Aku tak bisa banyak mengungkapkan, aku terlalu lama menutup perasaan ku. Sejak kali terakhir aku mampu menyayangi seseorang. Dan itu kurasa adalah waktu terkhir aku untuk membuka hati ku. Namun kurasa sekarang ada yang berbeda, rasa ku sepertinya terbuka, bukan aku yang membukanya tapi waktu. Waktu seakan-akan menuntunku untuk membuka perasaan ku. Akankah aku mampu, mampu membuka rasa itu lagi??

Aku terus mengikuti siklus kehidupan ku.

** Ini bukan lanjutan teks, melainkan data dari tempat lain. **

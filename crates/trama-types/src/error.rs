use thiserror::Error;

/// Result alias for type-level operations.
pub type Result<T> = std::result::Result<T, TypeError>;

/// Errors produced by type operations.
#[derive(Debug, Error, PartialEq, Eq)]
pub enum TypeError {
    #[error("unknown language code: {code} (valid: {valid})")]
    UnknownLanguage { code: String, valid: String },

    #[error("invalid hex string: {0}")]
    InvalidHex(String),

    #[error("invalid byte length: expected {expected}, got {actual}")]
    InvalidLength { expected: usize, actual: usize },

    #[error("serialization error: {0}")]
    Serialization(String),
}
use thiserror::Error;

/// Errors from entry store operations.
///
/// Absence is not an error: `fetch` returns `Ok(None)` and `delete` returns
/// `Ok(false)` for missing rows. These variants cover real backend failures.
#[derive(Debug, Error)]
pub enum StoreError {
    /// The storage backend rejected or failed the operation.
    #[error("storage backend error: {0}")]
    Backend(String),

    /// I/O error from the underlying storage backend.
    #[error("I/O error: {0}")]
    Io(#[from] std::io::Error),
}

/// Result alias for store operations.
pub type StoreResult<T> = Result<T, StoreError>;

/// Errors from content cache operations.
#[derive(Debug, Error)]
pub enum CacheError {
    /// The cache backend rejected or failed the operation.
    #[error("cache backend error: {0}")]
    Backend(String),
}

/// Result alias for cache operations.
pub type CacheResult<T> = Result<T, CacheError>;
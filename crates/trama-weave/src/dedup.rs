use std::collections::BTreeMap;

use trama_types::TextEntry;

/// A row with its key resolved against the duplicate-prefix convention.
///
/// An earlier storage convention wrote keys prefixed with their own page id
/// (`("home", "home.hero.title")` instead of `("home", "hero.title")`). Both
/// forms still exist in stored data. `clean_key` is the key with that prefix
/// stripped; `full_key` is `page_id.clean_key`, the logical field identity
/// rows are deduplicated on.
#[derive(Clone, Debug, PartialEq)]
pub struct ResolvedEntry {
    pub entry: TextEntry,
    pub clean_key: String,
    pub full_key: String,
    pub had_prefix: bool,
}

impl ResolvedEntry {
    /// Resolve one row.
    pub fn resolve(entry: TextEntry) -> Self {
        let (clean_key, had_prefix) = strip_page_prefix(&entry.page_id, &entry.json_key);
        let full_key = format!("{}.{}", entry.page_id, clean_key);
        Self { entry, clean_key, full_key, had_prefix }
    }
}

/// Strip a `"<page_id>."` prefix from a json key, if present.
pub fn strip_page_prefix(page_id: &str, json_key: &str) -> (String, bool) {
    match json_key.strip_prefix(page_id).and_then(|rest| rest.strip_prefix('.')) {
        Some(stripped) => (stripped.to_string(), true),
        None => (json_key.to_string(), false),
    }
}

/// Collapse duplicate logical keys, preferring the unprefixed form.
///
/// Rows are grouped by `full_key`. When a prefixed and an unprefixed row
/// collide, the unprefixed row wins no matter which arrived first; a prefixed
/// row never replaces an unprefixed one. Output is ordered by `full_key`, so
/// the result is independent of input order.
pub fn dedupe(entries: Vec<TextEntry>) -> Vec<ResolvedEntry> {
    let mut kept: BTreeMap<String, ResolvedEntry> = BTreeMap::new();

    for entry in entries {
        let resolved = ResolvedEntry::resolve(entry);
        match kept.get(&resolved.full_key) {
            None => {
                kept.insert(resolved.full_key.clone(), resolved);
            }
            Some(existing) if existing.had_prefix && !resolved.had_prefix => {
                tracing::debug!(
                    full_key = %resolved.full_key,
                    dropped = %existing.entry.json_key,
                    "duplicate-prefixed row shadowed by clean row"
                );
                kept.insert(resolved.full_key.clone(), resolved);
            }
            Some(_) => {
                tracing::debug!(
                    full_key = %resolved.full_key,
                    dropped = %resolved.entry.json_key,
                    "duplicate row dropped"
                );
            }
        }
    }

    kept.into_values().collect()
}
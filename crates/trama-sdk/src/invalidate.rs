use std::sync::Arc;

use trama_merge::WriteObserver;
use trama_store::ContentCache;
use trama_types::Language;

/// Cache key for one page/language reconstruction variant.
pub fn cache_key(page_id: &str, language: Option<Language>) -> String {
    match language {
        Some(language) => format!("page:{page_id}:{language}"),
        None => format!("page:{page_id}:all"),
    }
}

/// Every cache key a page's content can live under.
pub fn page_cache_keys(page_id: &str) -> Vec<String> {
    let mut keys = vec![cache_key(page_id, None)];
    keys.extend(Language::REQUIRED.iter().map(|l| cache_key(page_id, Some(*l))));
    keys
}

/// Observer that tombstones a page's cached variants whenever the engine
/// confirms a row change on that page.
///
/// Invalidation is best-effort: a cache backend failure is logged, never
/// propagated, since the row store already holds the new truth.
pub struct CacheInvalidator {
    cache: Arc<dyn ContentCache>,
}

impl CacheInvalidator {
    pub fn new(cache: Arc<dyn ContentCache>) -> Self {
        Self { cache }
    }

    fn invalidate_page(&self, page_id: &str) {
        for key in page_cache_keys(page_id) {
            if let Err(error) = self.cache.invalidate(&key) {
                tracing::warn!(key, %error, "cache invalidation failed");
            }
        }
    }
}

impl WriteObserver for CacheInvalidator {
    fn on_persisted(&self, page_id: &str, _json_key: &str) {
        self.invalidate_page(page_id);
    }

    fn on_deleted(&self, page_id: &str, _json_key: &str) {
        self.invalidate_page(page_id);
    }
}
use std::collections::BTreeMap;
use std::sync::atomic::{AtomicUsize, Ordering};
use std::sync::RwLock;

use trama_types::TextEntry;

use crate::error::{StoreError, StoreResult};
use crate::traits::{EntryStore, PageSummary};

/// In-memory, `BTreeMap`-based entry store.
///
/// Intended for tests and embedding. Rows are keyed by `(page_id, json_key)`
/// behind a `RwLock`; the ordered map makes `fetch_page` and `list_pages`
/// deterministic. The `fail_next_*` knobs inject one backend failure into the
/// next matching operation, for exercising the partial-failure paths.
pub struct InMemoryEntryStore {
    rows: RwLock<BTreeMap<(String, String), TextEntry>>,
    fetch_faults: AtomicUsize,
    upsert_faults: AtomicUsize,
    delete_faults: AtomicUsize,
}

impl InMemoryEntryStore {
    /// Create a new empty store.
    pub fn new() -> Self {
        Self {
            rows: RwLock::new(BTreeMap::new()),
            fetch_faults: AtomicUsize::new(0),
            upsert_faults: AtomicUsize::new(0),
            delete_faults: AtomicUsize::new(0),
        }
    }

    /// Number of rows currently stored.
    pub fn len(&self) -> usize {
        self.rows.read().expect("lock poisoned").len()
    }

    /// Returns `true` if the store holds no rows.
    pub fn is_empty(&self) -> bool {
        self.rows.read().expect("lock poisoned").is_empty()
    }

    /// Remove all rows.
    pub fn clear(&self) {
        self.rows.write().expect("lock poisoned").clear();
    }

    /// Fail the next `n` fetches (both single-row and page fetches).
    pub fn fail_next_fetches(&self, n: usize) {
        self.fetch_faults.store(n, Ordering::SeqCst);
    }

    /// Fail the next `n` upserts.
    pub fn fail_next_upserts(&self, n: usize) {
        self.upsert_faults.store(n, Ordering::SeqCst);
    }

    /// Fail the next `n` deletes.
    pub fn fail_next_deletes(&self, n: usize) {
        self.delete_faults.store(n, Ordering::SeqCst);
    }

    fn take_fault(counter: &AtomicUsize, op: &str) -> StoreResult<()> {
        let armed = counter
            .fetch_update(Ordering::SeqCst, Ordering::SeqCst, |n| n.checked_sub(1))
            .is_ok();
        if armed {
            Err(StoreError::Backend(format!("injected {op} failure")))
        } else {
            Ok(())
        }
    }
}

impl Default for InMemoryEntryStore {
    fn default() -> Self {
        Self::new()
    }
}

impl EntryStore for InMemoryEntryStore {
    fn fetch_page(&self, page_id: &str) -> StoreResult<Vec<TextEntry>> {
        Self::take_fault(&self.fetch_faults, "fetch")?;
        let rows = self.rows.read().expect("lock poisoned");
        Ok(rows
            .range((page_id.to_string(), String::new())..)
            .take_while(|((page, _), _)| page == page_id)
            .map(|(_, entry)| entry.clone())
            .collect())
    }

    fn fetch(&self, page_id: &str, json_key: &str) -> StoreResult<Option<TextEntry>> {
        Self::take_fault(&self.fetch_faults, "fetch")?;
        let rows = self.rows.read().expect("lock poisoned");
        Ok(rows
            .get(&(page_id.to_string(), json_key.to_string()))
            .cloned())
    }

    fn upsert(&self, entry: &TextEntry) -> StoreResult<()> {
        Self::take_fault(&self.upsert_faults, "upsert")?;
        let mut rows = self.rows.write().expect("lock poisoned");
        rows.insert(
            (entry.page_id.clone(), entry.json_key.clone()),
            entry.clone(),
        );
        Ok(())
    }

    fn delete(&self, page_id: &str, json_key: &str) -> StoreResult<bool> {
        Self::take_fault(&self.delete_faults, "delete")?;
        let mut rows = self.rows.write().expect("lock poisoned");
        Ok(rows
            .remove(&(page_id.to_string(), json_key.to_string()))
            .is_some())
    }

    fn list_pages(&self) -> StoreResult<Vec<PageSummary>> {
        let rows = self.rows.read().expect("lock poisoned");
        let mut summaries: Vec<PageSummary> = Vec::new();
        for (page_id, _) in rows.keys() {
            match summaries.last_mut() {
                Some(last) if &last.page_id == page_id => last.row_count += 1,
                _ => summaries.push(PageSummary { page_id: page_id.clone(), row_count: 1 }),
            }
        }
        Ok(summaries)
    }
}

impl std::fmt::Debug for InMemoryEntryStore {
    fn fmt(&self, f: &mut std::fmt::Formatter<'_>) -> std::fmt::Result {
        f.debug_struct("InMemoryEntryStore")
            .field("row_count", &self.len())
            .finish()
    }
}

#[cfg(test)]
mod tests {
    use super::*;
    use serde_json::json;
    use trama_types::Content;

    fn entry(page: &str, key: &str, text: &str) -> TextEntry {
        TextEntry::new(page, key, Content::from_value(json!({"pt-BR": text})))
    }

    // -----------------------------------------------------------------------
    // Row CRUD
    // -----------------------------------------------------------------------

    #[test]
    fn upsert_and_fetch() {
        let store = InMemoryEntryStore::new();
        store.upsert(&entry("home", "hero.title", "ola")).unwrap();

        let row = store.fetch("home", "hero.title").unwrap().expect("row");
        assert_eq!(row.page_id, "home");
        assert_eq!(row.json_key, "hero.title");
    }

    #[test]
    fn fetch_missing_returns_none() {
        let store = InMemoryEntryStore::new();
        assert!(store.fetch("home", "nope").unwrap().is_none());
    }

    #[test]
    fn upsert_replaces_on_conflict_target() {
        let store = InMemoryEntryStore::new();
        store.upsert(&entry("home", "title", "first")).unwrap();
        store.upsert(&entry("home", "title", "second")).unwrap();
        assert_eq!(store.len(), 1);

        let row = store.fetch("home", "title").unwrap().unwrap();
        assert_eq!(row.content.as_localized().unwrap().text(trama_types::Language::PtBr), Some("second"));
    }

    #[test]
    fn delete_reports_existence() {
        let store = InMemoryEntryStore::new();
        store.upsert(&entry("home", "title", "x")).unwrap();
        assert!(store.delete("home", "title").unwrap());
        assert!(!store.delete("home", "title").unwrap());
        assert!(store.fetch("home", "title").unwrap().is_none());
    }

    // -----------------------------------------------------------------------
    // Page queries
    // -----------------------------------------------------------------------

    #[test]
    fn fetch_page_returns_only_that_page() {
        let store = InMemoryEntryStore::new();
        store.upsert(&entry("home", "b", "1")).unwrap();
        store.upsert(&entry("home", "a", "2")).unwrap();
        store.upsert(&entry("about", "a", "3")).unwrap();

        let rows = store.fetch_page("home").unwrap();
        assert_eq!(rows.len(), 2);
        // Ordered by json_key.
        assert_eq!(rows[0].json_key, "a");
        assert_eq!(rows[1].json_key, "b");
    }

    #[test]
    fn fetch_page_of_unknown_page_is_empty() {
        let store = InMemoryEntryStore::new();
        store.upsert(&entry("home", "a", "1")).unwrap();
        assert!(store.fetch_page("missing").unwrap().is_empty());
    }

    #[test]
    fn page_prefix_does_not_bleed() {
        // "home" rows must not show up when fetching "hom".
        let store = InMemoryEntryStore::new();
        store.upsert(&entry("home", "a", "1")).unwrap();
        assert!(store.fetch_page("hom").unwrap().is_empty());
    }

    #[test]
    fn list_pages_counts_rows() {
        let store = InMemoryEntryStore::new();
        store.upsert(&entry("home", "a", "1")).unwrap();
        store.upsert(&entry("home", "b", "2")).unwrap();
        store.upsert(&entry("about", "a", "3")).unwrap();

        let pages = store.list_pages().unwrap();
        assert_eq!(
            pages,
            vec![
                PageSummary { page_id: "about".into(), row_count: 1 },
                PageSummary { page_id: "home".into(), row_count: 2 },
            ]
        );
    }

    // -----------------------------------------------------------------------
    // Fault injection
    // -----------------------------------------------------------------------

    #[test]
    fn injected_upsert_failure_fires_once() {
        let store = InMemoryEntryStore::new();
        store.fail_next_upserts(1);
        assert!(store.upsert(&entry("home", "a", "x")).is_err());
        assert!(store.upsert(&entry("home", "a", "x")).is_ok());
        assert_eq!(store.len(), 1);
    }

    #[test]
    fn injected_fetch_failure_covers_both_fetches() {
        let store = InMemoryEntryStore::new();
        store.fail_next_fetches(2);
        assert!(store.fetch("home", "a").is_err());
        assert!(store.fetch_page("home").is_err());
        assert!(store.fetch("home", "a").is_ok());
    }

    #[test]
    fn injected_delete_failure_leaves_row() {
        let store = InMemoryEntryStore::new();
        store.upsert(&entry("home", "a", "x")).unwrap();
        store.fail_next_deletes(1);
        assert!(store.delete("home", "a").is_err());
        assert!(store.fetch("home", "a").unwrap().is_some());
    }

    // -----------------------------------------------------------------------
    // Concurrent access
    // -----------------------------------------------------------------------

    #[test]
    fn concurrent_reads_are_safe() {
        use std::sync::Arc;
        use std::thread;

        let store = Arc::new(InMemoryEntryStore::new());
        store.upsert(&entry("home", "title", "shared")).unwrap();

        let handles: Vec<_> = (0..8)
            .map(|_| {
                let store = Arc::clone(&store);
                thread::spawn(move || {
                    assert!(store.fetch("home", "title").unwrap().is_some());
                })
            })
            .collect();
        for h in handles {
            h.join().expect("thread should not panic");
        }
    }

    #[test]
    fn debug_format() {
        let store = InMemoryEntryStore::new();
        store.upsert(&entry("home", "a", "x")).unwrap();
        let debug = format!("{store:?}");
        assert!(debug.contains("InMemoryEntryStore"));
        assert!(debug.contains("row_count"));
    }
}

Aku dan dia semakin dekat, tapi bukan dekat yang sangat dekat. Kadang kita tak saling bicara, karena apa? tak ada sebuah tali yang menyambungkan kita. Namun entah mengapa walau kita tak saling dekat, rasa itu semakin kuat. Kadang aku berfikir rasa ini hanya kagum semata. Tetapi jika ini rasa kagum semata kenapa aku selalu meminta kepada Tuhan untuk bisa lebih dekat dengannya? Namun di setiap doa ku aku juga berkata pada Tuhan jika aku dan dia memang ditakdirkan untuk bersama, aku meminta untuk supaya hati ku dan dia bisa bersatu. Tapi jika aku dan dia tak bisa bersama, aku meminta Tuhan untuk segera meluruhkan perasaan ku, dan aku menutup lagi hati ku. Karena jika masih dibiarkan, aku rasa perasaan ku akan semakin terluka. Apa tak cukup waktu-waktu terakhir yang kulalui dengan ribuan lara. Tuhan hujan itu apakah bisa berlalu ?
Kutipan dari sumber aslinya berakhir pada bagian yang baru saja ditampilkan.